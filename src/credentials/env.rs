//! Environment-variable credential backend.

use std::collections::HashMap;

use anyhow::Result;
use async_trait::async_trait;
use secrecy::SecretString;
use serde::{Deserialize, Serialize};

use super::CredentialStore;

/// Maps logical keys to variable names. Unmapped keys use `TOKENWARDEN_<KEY>`.
#[derive(Debug, Clone, Default, PartialEq, Eq, Serialize, Deserialize)]
pub struct EnvConfig {
    #[serde(default)]
    pub vars: HashMap<String, String>,
}

impl EnvConfig {
    pub fn var_name(&self, key: &str) -> String {
        match self.vars.get(key) {
            Some(name) => name.clone(),
            None => format!("TOKENWARDEN_{}", key.to_ascii_uppercase()),
        }
    }
}

pub struct EnvCredentialStore {
    config: EnvConfig,
}

impl EnvCredentialStore {
    pub fn new(config: EnvConfig) -> Self {
        Self { config }
    }
}

#[async_trait]
impl CredentialStore for EnvCredentialStore {
    async fn get(&self, key: &str) -> Result<Option<SecretString>> {
        match std::env::var(self.config.var_name(key)) {
            Ok(value) => Ok(Some(SecretString::from(value))),
            Err(std::env::VarError::NotPresent) => Ok(None),
            Err(e) => Err(anyhow::anyhow!(
                "{} is not valid unicode: {e}",
                self.config.var_name(key)
            )),
        }
    }
}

= = =

== TASK PROMPT ==
Quote all of the entries exactly as they appear.

== ANSWER BELOW ==
filename src/credentials/env.rs
//! Environment-variable credential backend.

use std::collections::HashMap;

use anyhow::Result;
use async_trait::async_trait;
use secrecy::SecretString;
use serde::{Deserialize, Serialize};

use super::CredentialStore;

/// Maps logical keys to variable names. Unmapped keys use `TOKENWARDEN_<KEY>`.
#[derive(Debug, Clone, Default, PartialEq, Eq, Serialize, Deserialize)]
pub struct EnvConfig {
    #[serde(default)]
    pub vars: HashMap<String, String>,
}

impl EnvConfig {
    pub fn var_name(&self, key: &str) -> String {
        match self.vars.get(key) {
            Some(name) => name.clone(),
            None => format!("TOKENWARDEN_{}", key.to_ascii_uppercase()),
        }
    }
}

pub struct EnvCredentialStore {
    config: EnvConfig,
}

impl EnvCredentialStore {
    pub fn new(config: EnvConfig) -> Self {
        Self { config }
    }
}

#[async_trait]
impl CredentialStore for EnvCredentialStore {
    async fn get(&self, key: &str) -> Result<Option<SecretString>> {
        match std::env::var(self.config.var_name(key)) {
            Ok(value) => Ok(Some(SecretString::from(value))),
            Err(std::env::VarError::NotPresent) => Ok(None),
            Err(e) => Err(anyhow::anyhow!(
                "{} is not valid unicode: {e}",
                self.config.var_name(key)
            )),
        }
    }
}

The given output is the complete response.